What needs to be done: In the entries below, find the line with "use axum::extract::FromRequestParts;" and the line with "impl FromRequestParts<Arc<SharedData>> for"; give again those lines and every line between them, exactly.

[Collected data entries]
▼

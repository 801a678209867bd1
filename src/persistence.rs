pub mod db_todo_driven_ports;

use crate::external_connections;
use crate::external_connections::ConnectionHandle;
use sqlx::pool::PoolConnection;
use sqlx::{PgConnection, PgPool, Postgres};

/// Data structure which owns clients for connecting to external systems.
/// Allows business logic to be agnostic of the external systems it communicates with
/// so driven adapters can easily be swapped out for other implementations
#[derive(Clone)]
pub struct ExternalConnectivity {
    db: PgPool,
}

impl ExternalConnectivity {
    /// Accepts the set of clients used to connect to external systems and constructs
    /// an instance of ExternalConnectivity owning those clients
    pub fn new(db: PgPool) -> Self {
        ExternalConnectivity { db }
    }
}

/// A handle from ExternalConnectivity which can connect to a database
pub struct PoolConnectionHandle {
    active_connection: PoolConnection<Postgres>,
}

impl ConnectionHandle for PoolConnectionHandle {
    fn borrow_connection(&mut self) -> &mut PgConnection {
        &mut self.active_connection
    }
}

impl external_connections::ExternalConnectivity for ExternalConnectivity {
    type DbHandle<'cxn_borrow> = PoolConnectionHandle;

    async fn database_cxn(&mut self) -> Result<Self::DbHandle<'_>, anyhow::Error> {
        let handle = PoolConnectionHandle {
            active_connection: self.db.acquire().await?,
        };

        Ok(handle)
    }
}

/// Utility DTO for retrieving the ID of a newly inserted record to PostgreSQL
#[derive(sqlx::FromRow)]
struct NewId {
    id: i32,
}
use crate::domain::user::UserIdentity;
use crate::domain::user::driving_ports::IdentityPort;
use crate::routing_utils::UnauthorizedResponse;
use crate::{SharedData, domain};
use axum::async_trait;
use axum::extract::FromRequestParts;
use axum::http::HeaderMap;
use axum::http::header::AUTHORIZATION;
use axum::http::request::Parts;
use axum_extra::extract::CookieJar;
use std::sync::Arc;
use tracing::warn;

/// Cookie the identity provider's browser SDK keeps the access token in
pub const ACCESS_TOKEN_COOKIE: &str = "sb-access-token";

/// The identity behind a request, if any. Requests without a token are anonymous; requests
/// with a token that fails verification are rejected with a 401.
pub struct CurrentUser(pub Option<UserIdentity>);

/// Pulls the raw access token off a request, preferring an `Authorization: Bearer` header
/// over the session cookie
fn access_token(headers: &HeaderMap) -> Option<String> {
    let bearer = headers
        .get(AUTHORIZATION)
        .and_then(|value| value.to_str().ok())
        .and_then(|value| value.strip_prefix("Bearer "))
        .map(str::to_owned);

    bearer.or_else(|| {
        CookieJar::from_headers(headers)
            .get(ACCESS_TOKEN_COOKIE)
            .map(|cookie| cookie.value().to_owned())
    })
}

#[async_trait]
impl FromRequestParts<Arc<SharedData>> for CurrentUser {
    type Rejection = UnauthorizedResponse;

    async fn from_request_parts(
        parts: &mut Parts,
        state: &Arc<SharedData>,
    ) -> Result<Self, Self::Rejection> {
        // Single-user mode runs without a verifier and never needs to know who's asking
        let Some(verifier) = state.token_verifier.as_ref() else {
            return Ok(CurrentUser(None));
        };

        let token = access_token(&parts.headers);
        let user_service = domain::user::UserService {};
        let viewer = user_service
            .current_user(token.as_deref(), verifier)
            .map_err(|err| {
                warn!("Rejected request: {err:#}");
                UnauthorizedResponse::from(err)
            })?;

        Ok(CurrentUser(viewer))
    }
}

▲
▼

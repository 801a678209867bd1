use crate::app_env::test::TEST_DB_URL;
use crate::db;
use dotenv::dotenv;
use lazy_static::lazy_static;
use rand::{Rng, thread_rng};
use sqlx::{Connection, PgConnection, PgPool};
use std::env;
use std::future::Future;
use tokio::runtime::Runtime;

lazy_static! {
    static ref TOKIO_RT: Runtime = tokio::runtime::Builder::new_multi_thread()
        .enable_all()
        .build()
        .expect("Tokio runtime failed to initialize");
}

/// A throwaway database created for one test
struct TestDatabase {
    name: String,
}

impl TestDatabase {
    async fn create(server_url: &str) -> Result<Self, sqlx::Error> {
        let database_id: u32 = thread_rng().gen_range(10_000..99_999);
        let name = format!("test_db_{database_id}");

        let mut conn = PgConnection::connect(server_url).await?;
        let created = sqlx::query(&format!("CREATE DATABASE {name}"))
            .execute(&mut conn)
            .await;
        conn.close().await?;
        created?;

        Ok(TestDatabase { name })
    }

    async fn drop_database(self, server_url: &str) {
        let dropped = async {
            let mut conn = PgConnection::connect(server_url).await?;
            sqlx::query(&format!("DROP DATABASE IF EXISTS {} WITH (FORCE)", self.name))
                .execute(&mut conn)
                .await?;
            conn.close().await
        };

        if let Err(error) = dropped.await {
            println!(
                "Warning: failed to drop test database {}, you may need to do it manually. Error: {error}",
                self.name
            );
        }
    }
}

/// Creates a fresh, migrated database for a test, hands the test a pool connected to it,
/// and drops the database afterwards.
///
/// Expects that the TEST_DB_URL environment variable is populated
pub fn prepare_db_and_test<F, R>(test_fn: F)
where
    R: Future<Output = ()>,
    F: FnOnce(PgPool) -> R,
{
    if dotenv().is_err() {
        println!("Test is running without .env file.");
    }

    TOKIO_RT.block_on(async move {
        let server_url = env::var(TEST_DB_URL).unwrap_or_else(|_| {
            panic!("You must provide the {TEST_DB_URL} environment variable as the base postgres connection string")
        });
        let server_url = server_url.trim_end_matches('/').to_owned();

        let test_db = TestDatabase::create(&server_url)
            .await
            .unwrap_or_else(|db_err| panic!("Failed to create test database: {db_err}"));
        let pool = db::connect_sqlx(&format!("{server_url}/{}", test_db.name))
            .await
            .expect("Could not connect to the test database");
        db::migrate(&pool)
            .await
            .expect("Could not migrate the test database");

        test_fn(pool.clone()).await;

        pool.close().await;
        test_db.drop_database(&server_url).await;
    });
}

▲

Exercise answer:
use axum::extract::FromRequestParts;
use axum::http::HeaderMap;
use axum::http::header::AUTHORIZATION;
use axum::http::request::Parts;
use axum_extra::extract::CookieJar;
use std::sync::Arc;
use tracing::warn;

/// Cookie the identity provider's browser SDK keeps the access token in
pub const ACCESS_TOKEN_COOKIE: &str = "sb-access-token";

/// The identity behind a request, if any. Requests without a token are anonymous; requests
/// with a token that fails verification are rejected with a 401.
pub struct CurrentUser(pub Option<UserIdentity>);

/// Pulls the raw access token off a request, preferring an `Authorization: Bearer` header
/// over the session cookie
fn access_token(headers: &HeaderMap) -> Option<String> {
    let bearer = headers
        .get(AUTHORIZATION)
        .and_then(|value| value.to_str().ok())
        .and_then(|value| value.strip_prefix("Bearer "))
        .map(str::to_owned);

    bearer.or_else(|| {
        CookieJar::from_headers(headers)
            .get(ACCESS_TOKEN_COOKIE)
            .map(|cookie| cookie.value().to_owned())
    })
}

#[async_trait]
impl FromRequestParts<Arc<SharedData>> for CurrentUser {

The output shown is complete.